笔者认为,在伤残等级鉴定时,鉴定人员应当充分审阅鉴定材料,明确外伤史、损伤部位后,排除精神损害、癔病、失语等因素,且应进行必要的客观检查后综合分析判断。不能仅凭鉴定人员自身主观感觉草率出具鉴定意见;也不能仅以客观检查结果对照文献上给出的正常参考值,机械地评定损害结果;更不能仅以GRBAS、VHI结果作为最终鉴定依据。鉴定时机应当在伤后6个月以上进行,对于疑难复杂的案件,应当聘请经验丰富的专家一同参与,实事求是、客观公正地出具鉴定意见。
参考文献
[1]柏树令,应大君.系统解剖学:第6版[M].北京:人民卫生出版社,2006:423-427.
[2]黄冬雁,于萍,杨伟炎,等.患者自我评估与嗓音声学分析的比较[J].听力学及言语疾病杂志,2005(2):94-97.
[3]李红艳,徐文,胡蓉,等.嗓音障碍指数量表简化中文版的研究[J].听力学及言语疾病杂志,2010,18(6):566-570.
[4]司法部司法鉴定管理局,最高人民法院司法行政装备管理局.《人体损伤致残程度分级》适用指南[M].北京:法律出版社,2016.

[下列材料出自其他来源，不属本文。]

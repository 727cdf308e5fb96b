//! Credit assessment orchestration.
//!
//! Runs feature engineering and scoring for one request:
//! 1. Build the feature vector (utility bills, bank ledger, income/rent)
//! 2. Score it with the configured model
//! 3. Attach the static factor weights and a timestamp

use crate::errors::AssessmentError;
use crate::features::build_features;
use crate::models::{AssessmentResult, CreditRequest, FeatureVector};
use crate::scoring::{ScoringWeights, SharedModel, WeightedScoringModel};
use chrono::{DateTime, Utc};
use std::sync::Arc;

/// Stateless assessment service. Cloning shares the underlying model.
#[derive(Clone)]
pub struct CreditAssessmentService {
    model: SharedModel,
}

impl CreditAssessmentService {
    pub fn new(model: SharedModel) -> Self {
        Self { model }
    }

    /// Name of the scoring model in use.
    pub fn model_name(&self) -> &'static str {
        self.model.name()
    }

    /// Assesses a request, stamping the result with the current time.
    pub fn assess(&self, request: &CreditRequest) -> Result<AssessmentResult, AssessmentError> {
        self.assess_at(request, Utc::now())
    }

    /// Assesses a request with an explicit timestamp.
    pub fn assess_at(
        &self,
        request: &CreditRequest,
        timestamp: DateTime<Utc>,
    ) -> Result<AssessmentResult, AssessmentError> {
        self.assess_explained(request, timestamp).map(|(result, _)| result)
    }

    /// Assesses a request and also returns the feature vector that was scored.
    pub fn assess_explained(
        &self,
        request: &CreditRequest,
        timestamp: DateTime<Utc>,
    ) -> Result<(AssessmentResult, FeatureVector), AssessmentError> {
        let features = build_features(request)?;
        let prediction = self.model.predict(&features);

        let result = AssessmentResult {
            user_id: request.user_id.clone(),
            risk_score: prediction.risk_score,
            confidence: prediction.confidence,
            factors: ScoringWeights::DEFAULT.factors(),
            timestamp,
        };
        Ok((result, features))
    }

    /// Feature vector the service would score for `request`.
    pub fn features(&self, request: &CreditRequest) -> Result<FeatureVector, AssessmentError> {
        build_features(request)
    }
}

impl Default for CreditAssessmentService {
    fn default() -> Self {
        Self::new(Arc::new(WeightedScoringModel::default()))
    }
}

[5]张志明,宋辉,柴亮,等.成人嗓音的计算机测试及定量分析[J].听力学及言语疾病杂志,1999(4):188-190.
[6]雷科,杨旭,沈建中,等.成人嗓音声学参数正常参考值的研究[J].临床耳鼻咽喉科杂志,2000(6):255-257.